Task prompt
Your task is to copy each line of the records that includes the string "them".

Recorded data
▼▼▼

//! Core aggregation and publishing logic.
//!
//! This module contains:
//! - EventBus: In-process publish/subscribe for activity events
//! - ContextAccumulator: Sliding activity window and snapshot timer
//! - RateLimiter: Hourly, daily and spacing limits on publishing
//! - PublishOrchestrator: Snapshot -> decision -> generation -> publish
//! - Store: Persisted state and post history
//! - Agent: Runtime wiring and shutdown

pub mod accumulator;
pub mod agent;
pub mod event_bus;
pub mod orchestrator;
pub mod rate_limiter;
pub mod store;

// Re-export commonly used types
pub use accumulator::{ContextAccumulator, Schedule, SnapshotSink};
pub use agent::{Agent, AgentHandle, Services, PIPELINE_GRACE};
pub use event_bus::{Channel, EventBus, SubscriptionId};
pub use orchestrator::{PipelineOutcome, PublishOrchestrator, Stage, HISTORY_WINDOW};
pub use rate_limiter::{next_day_boundary, next_hour_boundary, RateDecision, RateLimiter, RateLimits, RateStatus};
pub use store::{AppState, InstanceLock, JsonFileStore, MemoryStore, StateStore, StoreError};
//! livebuild CLI entrypoint

use anyhow::Result;
use clap::Parser;
use tracing_subscriber::{layer::SubscriberExt, util::SubscriberInitExt, EnvFilter};

use livebuild::cli::Cli;

#[tokio::main]
async fn main() -> Result<()> {
    let filter = EnvFilter::try_from_default_env().unwrap_or_else(|_| EnvFilter::new("info"));

    // LOG_FORMAT=json switches to one JSON object per line
    let json = std::env::var("LOG_FORMAT")
        .map(|v| v.eq_ignore_ascii_case("json"))
        .unwrap_or(false);

    if json {
        tracing_subscriber::registry()
            .with(filter)
            .with(tracing_subscriber::fmt::layer().json().with_target(false))
            .init();
    } else {
        tracing_subscriber::registry()
            .with(filter)
            .with(tracing_subscriber::fmt::layer().with_target(false))
            .init();
    }

    let cli = Cli::parse();
    cli.execute().await
}
use crate::config::paths;
use crate::core::event_bus::EventBus;
use crate::core::store::StateStore;
use crate::domain::{ActivityEvent, AssistantActivity};

use super::FileWatch;

const DEBOUNCE: Duration = Duration::from_millis(300);

pub struct AssistantLogCollector {
    projects_dir: PathBuf,
    bus: Arc<EventBus>,
    store: Arc<dyn StateStore>,
}

impl AssistantLogCollector {
    pub fn new(history_root: &Path, bus: Arc<EventBus>, store: Arc<dyn StateStore>) -> Self {
        Self {
            projects_dir: paths::assistant_projects(history_root),
            bus,
            store,
        }
    }

    pub fn projects_dir(&self) -> &Path {
        &self.projects_dir
    }

    /// Record the current length of every existing session file that has no offset yet.
    ///
    /// Returns the number of files primed.
    pub fn prime(&self) -> Result<usize> {
        let pattern = self.projects_dir.join("**").join("*.jsonl");
        let pattern = pattern.to_string_lossy();

        let mut lengths = Vec::new();
        for entry in glob::glob(&pattern).context("Invalid session log pattern")? {
            let path = match entry {
                Ok(p) => p,
                Err(e) => {
                    warn!(error = %e, "Unreadable session log entry");
                    continue;
                }
            };
            match std::fs::read_to_string(&path) {
                Ok(content) => lengths.push((path_key(&path), count_lines(&content))),
                Err(e) => warn!(path = %path.display(), error = %e, "Failed to read session log"),
            }
        }

        let mut primed = 0;
        self.store.update_state(&mut |s| {
            primed = 0;
            for (key, len) in &lengths {
                if !s.assistant_log_offsets.contains_key(key) {
                    s.assistant_log_offsets.insert(key.clone(), *len);
                    primed += 1;
                }
            }
        })?;

        debug!(files = lengths.len(), primed, "Primed session log offsets");
        Ok(primed)
    }

    /// Read lines appended since the stored offset and emit the exchanges in them.
    ///
    /// Returns the number of exchanges emitted.
    pub async fn process_file(&self, path: &Path) -> Result<usize> {
        let key = path_key(path);
        let offset = self
            .store
            .load_state()?
            .assistant_log_offsets
            .get(&key)
            .copied()
            .unwrap_or(0);

        let content = tokio::fs::read_to_string(path)
            .await
            .with_context(|| format!("Failed to read session log: {}", path.display()))?;
        let lines = complete_lines(&content);

        if offset >= lines.len() {
            if offset > lines.len() {
                debug!(path = %path.display(), offset, len = lines.len(), "Session log shrank, resetting offset");
                let len = lines.len();
                self.store.update_state(&mut |s| {
                    s.assistant_log_offsets.insert(key.clone(), len);
                })?;
            }
            return Ok(0);
        }

        let session_id = path
            .file_stem()
            .map(|s| s.to_string_lossy().to_string())
            .unwrap_or_default();
        let batch = parse_exchanges(&lines[offset..], &session_id, Utc::now());

        for exchange in &batch.exchanges {
            info!(
                session = %exchange.session_id,
                user_message = %preview(exchange.user_message.as_deref()),
                tools = ?exchange.tools_used,
                "Assistant activity detected"
            );
            self.bus.publish(&ActivityEvent::Assistant(exchange.clone()));
        }

        // An exchange still waiting for its reply is re-read next time
        let next = offset + batch.consumed;
        if next != offset {
            self.store.update_state(&mut |s| {
                s.assistant_log_offsets.insert(key.clone(), next);
            })?;
        }

        Ok(batch.exchanges.len())
    }

    /// Prime offsets, then follow the projects directory until shutdown
    pub fn spawn(self, mut shutdown: watch::Receiver<bool>) -> JoinHandle<()> {
        tokio::spawn(async move {
            if !self.projects_dir.exists() {
                info!(path = %self.projects_dir.display(), "Assistant projects path not found, skipping");
                return;
            }

            if let Err(e) = self.prime() {
                warn!(error = %format!("{:#}", e), "Failed to prime session log offsets");
            }

            let mut file_watch = match FileWatch::start(&self.projects_dir, RecursiveMode::Recursive, DEBOUNCE) {
                Ok(w) => w,
                Err(e) => {
                    warn!(error = %e, "Cannot watch assistant projects, skipping");
                    return;
                }
            };
            info!(path = %self.projects_dir.display(), "Watching assistant session logs");

            while let Some(changed) = file_watch.next(&mut shutdown).await {
                let files: BTreeSet<PathBuf> = changed
                    .into_iter()
                    .filter(|p| p.extension().is_some_and(|e| e == "jsonl") && p.is_file())
                    .collect();

                for file in files {
                    if let Err(e) = self.process_file(&file).await {
                        warn!(path = %file.display(), error = %format!("{:#}", e), "Failed to process session log");
                    }
                }
            }

            info!("Assistant log collector stopped");
        })
    }
}

fn path_key(path: &Path) -> String {
    path.to_string_lossy().to_string()
}

fn count_lines(content: &str) -> usize {
    complete_lines(content).len()
}

/// Non-empty lines terminated by `\n`. A trailing partial line is left for
/// the next read.
fn complete_lines(content: &str) -> Vec<&str> {
    let complete = match content.rfind('\n') {
        Some(end) => &content[..=end],
        None => "",
    };
    complete.lines().filter(|l| !l.trim().is_empty()).collect()
}

fn preview(message: Option<&str>) -> String {
    message.unwrap_or("").chars().take(100).collect()
}

/// An exchange under construction
#[derive(Default)]
struct Pending {
    user_message: Option<String>,
    tools: Vec<String>,
    files: Vec<String>,
}

impl Pending {
    fn collect(&mut self, record: &Value) {
        let (tools, files) = tools_and_files(record);
        for tool in tools {
            push_distinct(&mut self.tools, tool);
        }
        for file in files {
            push_distinct(&mut self.files, file);
        }
    }

    fn finish(
        &mut self,
        session_id: &str,
        now: DateTime<Utc>,
        reply: Option<String>,
    ) -> Option<AssistantActivity> {
        let taken = std::mem::take(self);
        AssistantActivity::new(now, session_id, taken.user_message, reply, taken.tools, taken.files)
    }
}

/// Exchanges rebuilt from a run of session log lines
#[derive(Debug, Default)]
pub struct ExchangeBatch {
    pub exchanges: Vec<AssistantActivity>,
    /// Lines before the exchange still waiting for a reply, or all of them
    pub consumed: usize,
}

/// Rebuild exchanges from session log lines.
///
/// A user record with text opens an exchange, emitting any exchange still
/// open without a reply. The next assistant record with text closes it. All
/// other records contribute tool names and file paths to the open exchange.
/// Assistant text with no open exchange and unparseable lines are skipped.
///
/// An exchange left open at the end is not emitted; `consumed` stops at the
/// line that opened it.
pub fn parse_exchanges(lines: &[&str], session_id: &str, now: DateTime<Utc>) -> ExchangeBatch {
    let mut exchanges = Vec::new();
    let mut pending = Pending::default();
    let mut opened_at: Option<usize> = None;

    for (index, line) in lines.iter().enumerate() {
        let record: Value = match serde_json::from_str(line) {
            Ok(v) => v,
            Err(_) => continue,
        };

        let kind = record.get("type").and_then(Value::as_str).unwrap_or("");
        let role = record
            .pointer("/message/role")
            .and_then(Value::as_str)
            .unwrap_or("");
        let text = message_text(&record);

        if matches!(kind, "human" | "user") && role == "user" && !text.is_empty() {
            if pending.user_message.is_some() {
                exchanges.extend(pending.finish(session_id, now, None));
            }
            pending = Pending {
                user_message: Some(text),
                ..Pending::default()
            };
            opened_at = Some(index);
        } else if kind == "assistant" {
            pending.collect(&record);
            if !text.is_empty() && pending.user_message.is_some() {
                exchanges.extend(pending.finish(session_id, now, Some(text)));
                opened_at = None;
            }
        } else {
            pending.collect(&record);
        }
    }

    let consumed = match (pending.user_message.is_some(), opened_at) {
        (true, Some(index)) => index,
        _ => lines.len(),
    };

    ExchangeBatch { exchanges, consumed }
}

▲▲▲

Response area
    /// Read lines appended since the stored offset and emit the exchanges in them.
    /// Lines before the exchange still waiting for a reply, or all of them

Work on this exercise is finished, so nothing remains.